Maybe another option is that you have one SLES system but it has two NICs,
one on the 172.x.x.x network and another on the 10.x.x.x network.
[color=blue]
but not able to ping back to this 10.1.1.0 network from SuSE.
I tried disabling the firewalls, but still cannot ping from SuSE to this
network. Ping works only one way from GNS3 to SuSE.[/color]
Firewalls are irrelevant unless you’ve customized things to block ICMP
echo requests or replies. That ping works at all from any non-local
machine (GNS3 included) shows this.
[color=blue]
In my previous installation for SuSE, which is deleted, I had give a
route to any new subnet that I added in GNS3, with my physical router as
the default gateway. Also the translated version of Cisco’s default
route command ip route 0.0.0.0 0.0.0.0 gateway[/color]
I do not fully understand this. You should not normally need to define a
route for every network out there. Define the connected ones (happens
automatically in Linux when an IP address is assigned on that network
properly) and then define exceptions (networks or hosts) if applicable
(rare), and then define the default route and let the router do the rest.
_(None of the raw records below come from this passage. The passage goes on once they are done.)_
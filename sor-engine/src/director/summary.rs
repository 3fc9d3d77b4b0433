//! End-of-run summary report (`key=value` lines).

use super::StopReason;
use crate::event_log::WIRE_FORMAT_VERSION;
use crate::ipc::SharedState;
use crate::messages::Specialty;
use chrono::{DateTime, Utc};
use std::fmt::Write as _;
use std::io::Write as _;
use std::path::{Path, PathBuf};

/// One opening of the elastic registration window.
#[derive(Debug, Clone, Copy, PartialEq, Eq)]
pub struct ElasticSpawn {
    pub pid: u32,
    pub opened_at: i64,
    pub closed_at: Option<i64>,
}

/// A gate reset ordered by the guardrail.
#[derive(Debug, Clone, Copy, PartialEq, Eq)]
pub struct DriftCorrection {
    pub at_minute: i64,
    pub drift: i32,
    pub reset_to: i32,
}

#[derive(Debug, Clone)]
pub struct Summary {
    pub stop_reason: StopReason,
    pub elapsed_minutes: i64,
    pub state: SharedState,
    pub elastic: Vec<ElasticSpawn>,
    pub corrections: Vec<DriftCorrection>,
    pub force_killed: Vec<String>,
    pub log_file: PathBuf,
    pub generated_at: DateTime<Utc>,
}

impl Summary {
    /// Render the report.
    #[must_use]
    pub fn render(&self) -> String {
        let s = &self.state;
        let timing = s.timing();
        let mut out = String::new();
        let mut kv = |key: &str, value: &dyn std::fmt::Display| {
            let _ = writeln!(out, "{key}={value}");
        };

        kv("generated_at", &self.generated_at.to_rfc3339());
        kv("log_format_version", &WIRE_FORMAT_VERSION);
        kv("log_file", &self.log_file.display());
        kv("stop_reason", &self.stop_reason);
        kv("elapsed_sim_minutes", &self.elapsed_minutes);

        kv("waiting_room_capacity", &s.waiting_room_capacity);
        kv("waiting_room_final", &s.current_in_waiting_room);
        kv("total_patients", &s.total_patients);
        kv("triage_red", &s.triage_red);
        kv("triage_yellow", &s.triage_yellow);
        kv("triage_green", &s.triage_green);
        kv("triage_sent_home", &s.triage_sent_home);
        kv("outcome_home", &s.outcome_home);
        kv("outcome_ward", &s.outcome_ward);
        kv("outcome_other", &s.outcome_other);
        kv("dropped_units", &s.dropped_units);

        for specialty in Specialty::ALL {
            let i = specialty.index();
            let name = specialty.name();
            kv(&format!("{name}_handled"), &s.specialist_handled[i]);
            kv(&format!("{name}_home"), &s.specialist_home[i]);
            kv(&format!("{name}_ward"), &s.specialist_ward[i]);
            kv(&format!("{name}_other"), &s.specialist_other[i]);
            kv(&format!("{name}_leaves"), &s.specialist_leaves[i]);
        }

        kv("ms_per_sim_minute", &timing.ms_per_sim_minute);
        kv("duration_minutes", &timing.duration_minutes);
        kv("seed", &timing.seed);
        kv("release_point", &format!("{:?}", timing.release_point).to_lowercase());
        kv("arrival_ms", &format!("{}-{}", timing.arrival.min, timing.arrival.max));
        kv(
            "registration_ms",
            &format!("{}-{}", timing.registration.min, timing.registration.max),
        );
        kv("triage_ms", &format!("{}-{}", timing.triage.min, timing.triage.max));
        kv("exam_ms", &format!("{}-{}", timing.exam.min, timing.exam.max));
        kv("leave_ms", &format!("{}-{}", timing.leave.min, timing.leave.max));

        kv("director_pid", &s.director_pid);
        kv("logger_pid", &s.logger_pid);
        kv("registration1_pid", &s.registration1_pid);
        kv("registration2_pid", &s.registration2_pid);
        kv("triage_pid", &s.triage_pid);
        kv("generator_pid", &s.generator_pid);
        for specialty in Specialty::ALL {
            kv(
                &format!("{}_pid", specialty.name()),
                &s.specialist_pids[specialty.index()],
            );
        }

        kv("elastic_spawns", &self.elastic.len());
        for (n, spawn) in self.elastic.iter().enumerate() {
            let closed = spawn.closed_at.map_or_else(|| "open".to_string(), |m| m.to_string());
            kv(
                &format!("elastic_{n}"),
                &format!("pid={};opened={};closed={closed}", spawn.pid, spawn.opened_at),
            );
        }

        kv("drift_corrections", &self.corrections.len());
        for (n, c) in self.corrections.iter().enumerate() {
            kv(
                &format!("drift_correction_{n}"),
                &format!("minute={};drift={};reset_to={}", c.at_minute, c.drift, c.reset_to),
            );
        }

        kv("force_killed", &self.force_killed.join(","));
        out
    }

    /// Write the report to `path`.
    pub fn write_to(&self, path: &Path) -> std::io::Result<()> {
        let mut file = std::fs::File::create(path)?;
        file.write_all(self.render().as_bytes())?;
        file.flush()
    }
}

/// Run log and summary file names for a run started at `unix_ts`.
#[must_use]
pub fn output_paths(log_dir: &Path, unix_ts: i64) -> (PathBuf, PathBuf) {
    (
        log_dir.join(format!("sor_run_{unix_ts}.log")),
        log_dir.join(format!("sor_summary_{unix_ts}.txt")),
    )
}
Sure, using GNS3 perhaps you’re trying to simulate more-complex stuff,
but if so specify that; normally you should not need to define a route for
every network you own since that’s the router’s job.
[color=blue]
However, with this installation, even if I don’t specify any route
explicitly, I’m able to even access the Internet from the virtual
machine.[/color]
I suppose this depends on what ‘explicitly’ means. I assume you have at
least defined a default route.
[color=blue]
But I do yes have specified route to 10.1.1.0 explicitly also.
I’m not really sure what I’m doing wrong. I’m new to SuSE and just am
able to navigate around.[/color]
First, please clarify based on the comments above. Next, post output from
the following commands on your SLES box(es), being sure to clearly state
on which box(es) they were executed:
Code:
ip addr
ip route
ip -s link
grep -v -e ‘^#’ -e ‘^$’ /etc/resolv.conf
sudo /usr/sbin/iptables-save
Finally, perhaps post a picture of your network from GNS3 to help us
understand.
–
Good luck.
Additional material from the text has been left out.